T-cell receptor-α repertoire of CD8+ T cells following allogeneic stem cell transplantation using next-generation sequencing
Cornelia S. Link-Rachner,
Anne Eugster,
Elke Rücker-Braun,
Falk Heidenreich,
Uta Oelschlägel,
Andreas Dahl,
Christian Klesse,
Matthias Kuhn,
Jan Moritz Middeke,
Martin Bornhäuser,
Ezio Bonifacio,
Johannes Schetelig
Affiliations
Cornelia S. Link-Rachner
Medizinische Klinik und Poliklinik I, Universitätsklinikum Carl Gustav Carus, TU Dresden;DFG Research Center for Regenerative Therapies Dresden, TU Dresden
Anne Eugster
DFG Research Center for Regenerative Therapies Dresden, TU Dresden
Elke Rücker-Braun
Medizinische Klinik und Poliklinik I, Universitätsklinikum Carl Gustav Carus, TU Dresden
Falk Heidenreich
Medizinische Klinik und Poliklinik I, Universitätsklinikum Carl Gustav Carus, TU Dresden;DKMS Clinical Trials Unit, Dresden
Uta Oelschlägel
Medizinische Klinik und Poliklinik I, Universitätsklinikum Carl Gustav Carus, TU Dresden
Andreas Dahl
DFG Research Center for Regenerative Therapies Dresden, TU Dresden;BIOTEChnology Center, TU Dresden
Christian Klesse
DKMS Clinical Trials Unit, Dresden
Matthias Kuhn
Institut für Medizinische Informatik und Biometrie (IMB), Medizinische Fakultät der TU Dresden, Germany
Jan Moritz Middeke
Medizinische Klinik und Poliklinik I, Universitätsklinikum Carl Gustav Carus, TU Dresden
Martin Bornhäuser
Medizinische Klinik und Poliklinik I, Universitätsklinikum Carl Gustav Carus, TU Dresden;DFG Research Center for Regenerative Therapies Dresden, TU Dresden
Ezio Bonifacio
DFG Research Center for Regenerative Therapies Dresden, TU Dresden
Johannes Schetelig
Medizinische Klinik und Poliklinik I, Universitätsklinikum Carl Gustav Carus, TU Dresden;DKMS Clinical Trials Unit, Dresden
Alloreactivity or opportunistic infections following allogeneic stem cell transplantation are difficult to predict and contribute to post-transplantation mortality.
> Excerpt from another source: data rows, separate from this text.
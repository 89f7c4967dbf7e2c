//! File and folder transfers.
//!
//! Outbound: a file becomes `FileStart` (JSON [`FileMeta`]), a run of
//! `FileChunk` envelopes of at most one buffer each, and `FileEnd`. Folders
//! repeat this per contained file. Inbound bytes are written to disk as they
//! arrive by a [`TransferSession`].

use bytes::Bytes;
use std::path::{Component, Path, PathBuf};
use std::sync::Arc;
use tokio::fs::File;
use tokio::io::{AsyncReadExt, AsyncWriteExt, BufWriter};
use tracing::{debug, info, warn};

use crate::config::PartialFilePolicy;
use crate::events::EventHandler;
use crate::tcp::Connection;
use crate::types::{ConnectionId, Envelope, EnvelopeKind, FileMeta, Result, TetherError};

/// Totals for a finished folder transfer
#[derive(Debug, Clone, Copy, PartialEq, Eq, Default)]
pub struct FolderSummary {
    pub files: u64,
    pub bytes: u64,
}

/// Send one file. `target` is the path the peer stores it under, relative to
/// its receive directory.
///
/// Holds the connection's transfer gate for the whole file; ordinary messages
/// can still go out between chunks.
pub async fn send_file(
    conn: &Connection,
    source: &Path,
    target: &str,
    encrypt: bool,
) -> Result<u64> {
    let _transfer = conn.transfer_gate().lock().await;
    stream_file(conn, source, target, encrypt).await
}

/// Send every file below `source`, recreating the tree under `target` on the
/// peer.
pub async fn send_folder(
    conn: &Connection,
    source: &Path,
    target: &str,
    encrypt: bool,
) -> Result<FolderSummary> {
    let root = source.to_path_buf();
    let files = tokio::task::spawn_blocking(move || list_files(&root))
        .await
        .map_err(|e| TetherError::Io(std::io::Error::new(std::io::ErrorKind::Other, e)))??;

    let _transfer = conn.transfer_gate().lock().await;
    let mut summary = FolderSummary::default();
    for (path, relative) in files {
        let wire_target = join_wire_path(target, &relative);
        summary.bytes += stream_file(conn, &path, &wire_target, encrypt).await?;
        summary.files += 1;
    }
    info!(
        "Connection {} sent folder {} ({} files, {} bytes)",
        conn.id(),
        source.display(),
        summary.files,
        summary.bytes
    );
    Ok(summary)
}

async fn stream_file(conn: &Connection, source: &Path, target: &str, encrypt: bool) -> Result<u64> {
    let transfer_err = |source_err: std::io::Error| TetherError::Transfer {
        path: source.to_path_buf(),
        source: source_err,
    };

    let mut file = File::open(source).await.map_err(transfer_err)?;
    let size = file.metadata().await.map_err(transfer_err)?.len();

    let meta = FileMeta {
        path: target.to_string(),
        size,
    };
    conn.send_envelope(
        Envelope::new(EnvelopeKind::FileStart, serde_json::to_vec(&meta)?).with_encryption(encrypt),
    )
    .await?;

    let mut buf = vec![0u8; conn.chunk_size()];
    let mut sent = 0u64;
    loop {
        let n = file.read(&mut buf).await.map_err(transfer_err)?;
        if n == 0 {
            break;
        }
        conn.send_envelope(
            Envelope::new(EnvelopeKind::FileChunk, Bytes::copy_from_slice(&buf[..n]))
                .with_encryption(encrypt),
        )
        .await?;
        sent += n as u64;
    }

    conn.send_envelope(Envelope::new(EnvelopeKind::FileEnd, Bytes::new()))
        .await?;
    debug!(
        "Connection {} sent {} as {:?} ({} bytes)",
        conn.id(),
        source.display(),
        target,
        sent
    );
    Ok(sent)
}

/// Regular files below `root` with their paths relative to `root`, sorted
fn list_files(root: &Path) -> Result<Vec<(PathBuf, PathBuf)>> {
    if !root.is_dir() {
        return Err(TetherError::Transfer {
            path: root.to_path_buf(),
            source: std::io::Error::new(std::io::ErrorKind::NotFound, "not a directory"),
        });
    }
    let mut files = Vec::new();
    for entry in walkdir::WalkDir::new(root).sort_by_file_name() {
        let entry = entry.map_err(|e| TetherError::Transfer {
            path: root.to_path_buf(),
            source: e.into(),
        })?;
        if !entry.file_type().is_file() {
            continue;
        }
        if let Ok(relative) = entry.path().strip_prefix(root) {
            files.push((entry.path().to_path_buf(), relative.to_path_buf()));
        }
    }
    Ok(files)
}

/// Join a relative filesystem path onto a wire target with `/` separators
fn join_wire_path(target: &str, relative: &Path) -> String {
    let mut parts: Vec<String> = target
        .split('/')
        .filter(|p| !p.is_empty())
        .map(str::to_string)
        .collect();
    for comp in relative.components() {
        if let Component::Normal(s) = comp {
            parts.push(s.to_string_lossy().into_owned());
        }
    }
    parts.join("/")
}

/// Resolve a peer-supplied path under `root`.
///
/// Rejects NUL bytes, absolute paths and parent components; on Windows also
/// `:` inside a component.
pub fn resolve_under_root(root: &Path, wire_path: &str) -> Result<PathBuf> {
    if wire_path.contains('\0') {
        return Err(TetherError::UnsafePath("path contains NUL byte".into()));
    }

    let mut safe = PathBuf::new();
    for part in wire_path.split('/') {
        for comp in Path::new(part).components() {
            match comp {
                Component::CurDir => {}
                Component::Normal(s) => {
                    #[cfg(windows)]
                    if s.to_string_lossy().contains(':') {
                        return Err(TetherError::UnsafePath(format!(
                            "component contains colon: {}",
                            wire_path
                        )));
                    }
                    safe.push(s);
                }
                Component::ParentDir | Component::RootDir | Component::Prefix(_) => {
                    return Err(TetherError::UnsafePath(format!(
                        "disallowed component in {}",
                        wire_path
                    )));
                }
            }
        }
    }
    if safe.as_os_str().is_empty() || wire_path.starts_with('/') {
        return Err(TetherError::UnsafePath(format!("unusable path {:?}", wire_path)));
    }
    Ok(root.join(safe))
}

/// An inbound file being written to disk
pub struct TransferSession {
    id: ConnectionId,
    target: PathBuf,
    total: u64,
    written: u64,
    encrypted: bool,
    file: BufWriter<File>,
    events: Arc<dyn EventHandler>,
}

impl TransferSession {
    /// Create the destination file (and its parent directories)
    pub async fn open(
        id: ConnectionId,
        root: &Path,
        meta: &FileMeta,
        encrypted: bool,
        events: Arc<dyn EventHandler>,
    ) -> Result<Self> {
        let target = resolve_under_root(root, &meta.path)?;
        let transfer_err = |source: std::io::Error| TetherError::Transfer {
            path: target.clone(),
            source,
        };

        if let Some(parent) = target.parent() {
            tokio::fs::create_dir_all(parent).await.map_err(transfer_err)?;
        }
        let file = File::create(&target).await.map_err(transfer_err)?;
        debug!(
            "Connection {} receiving {} ({} bytes, encrypted={})",
            id,
            target.display(),
            meta.size,
            encrypted
        );

        Ok(Self {
            id,
            target,
            total: meta.size,
            written: 0,
            encrypted,
            file: BufWriter::new(file),
            events,
        })
    }

    /// Append decoded bytes and report progress
    pub async fn write(&mut self, bytes: &[u8]) -> Result<()> {
        self.file
            .write_all(bytes)
            .await
            .map_err(|source| TetherError::Transfer {
                path: self.target.clone(),
                source,
            })?;
        self.written += bytes.len() as u64;
        self.events
            .on_transfer_progress(self.id, self.written, self.total);
        Ok(())
    }

    pub fn target(&self) -> &Path {
        &self.target
    }

    pub fn total(&self) -> u64 {
        self.total
    }

    pub fn written(&self) -> u64 {
        self.written
    }

    pub fn is_encrypted(&self) -> bool {
        self.encrypted
    }

    /// Flush and close; the written size must match the declared total
    pub async fn finish(mut self) -> Result<PathBuf> {
        let transfer_err = |source: std::io::Error| TetherError::Transfer {
            path: self.target.clone(),
            source,
        };
        self.file.flush().await.map_err(transfer_err)?;
        self.file.get_mut().sync_all().await.map_err(transfer_err)?;

        if self.written != self.total {
            return Err(transfer_err(std::io::Error::new(
                std::io::ErrorKind::InvalidData,
                format!(
                    "received {} bytes, {} were declared",
                    self.written, self.total
                ),
            )));
        }
        Ok(self.target)
    }

    /// Give up on the file, keeping or deleting what was written
    pub async fn abandon(mut self, policy: PartialFilePolicy) {
        let _ = self.file.flush().await;
        drop(self.file);
        warn!(
            "Connection {} abandoned {} after {}/{} bytes",
            self.id,
            self.target.display(),
            self.written,
            self.total
        );
        if policy == PartialFilePolicy::Delete {
            remove_partial(&self.target).await;
        }
    }
}

/// Delete a truncated file, logging rather than failing
pub(crate) async fn remove_partial(path: &Path) {
    if let Err(e) = tokio::fs::remove_file(path).await {
        warn!("Failed to remove partial file {}: {}", path.display(), e);
    }
}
How these immune reactions result in changes to the T-cell receptor repertoire remains largely unknown. Using next-generation sequencing, the T-cell receptor alpha (TRα) repertoire of naïve and memory CD8+ T cells from 25 patients who had received different forms of allogeneic transplantation was analyzed. In parallel, reconstitution of the CD8+/CD4+ T-cell subsets was mapped using flow cytometry. When comparing the influence of anti-T-cell therapy, a delay in the reconstitution of the naïve CD8+ T-cell repertoire was observed in patients who received in vivo T-cell depletion using antithymocyte globulin or post-transplantation cyclophosphamide in case of haploidentical transplantation. Sequencing of the TRα identified a repertoire consisting of more dominant clonotypes (>1% of reads) in these patients at 6 and 18 months post transplantation. When comparing donor and recipient, approximately 50% and approximately 80% of the donors’ memory repertoire were later retrieved in the naïve and memory CD8+ T-cell receptor repertoire of the recipients, respectively. Although there was a remarkable expansion of single clones observed in the recipients’ memory CD8+ TRα repertoire, no clear association between graft-versus-host disease or cytomegalovirus infection and T-cell receptor diversity was identified. A lower TRα diversity was observed in recipients of a cytomegalovirus-seropositive donor (P=0.014). These findings suggest that CD8+ T-cell reconstitution in transplanted patients is influenced by the use of T-cell depletion or immunosuppression and the donor repertoire.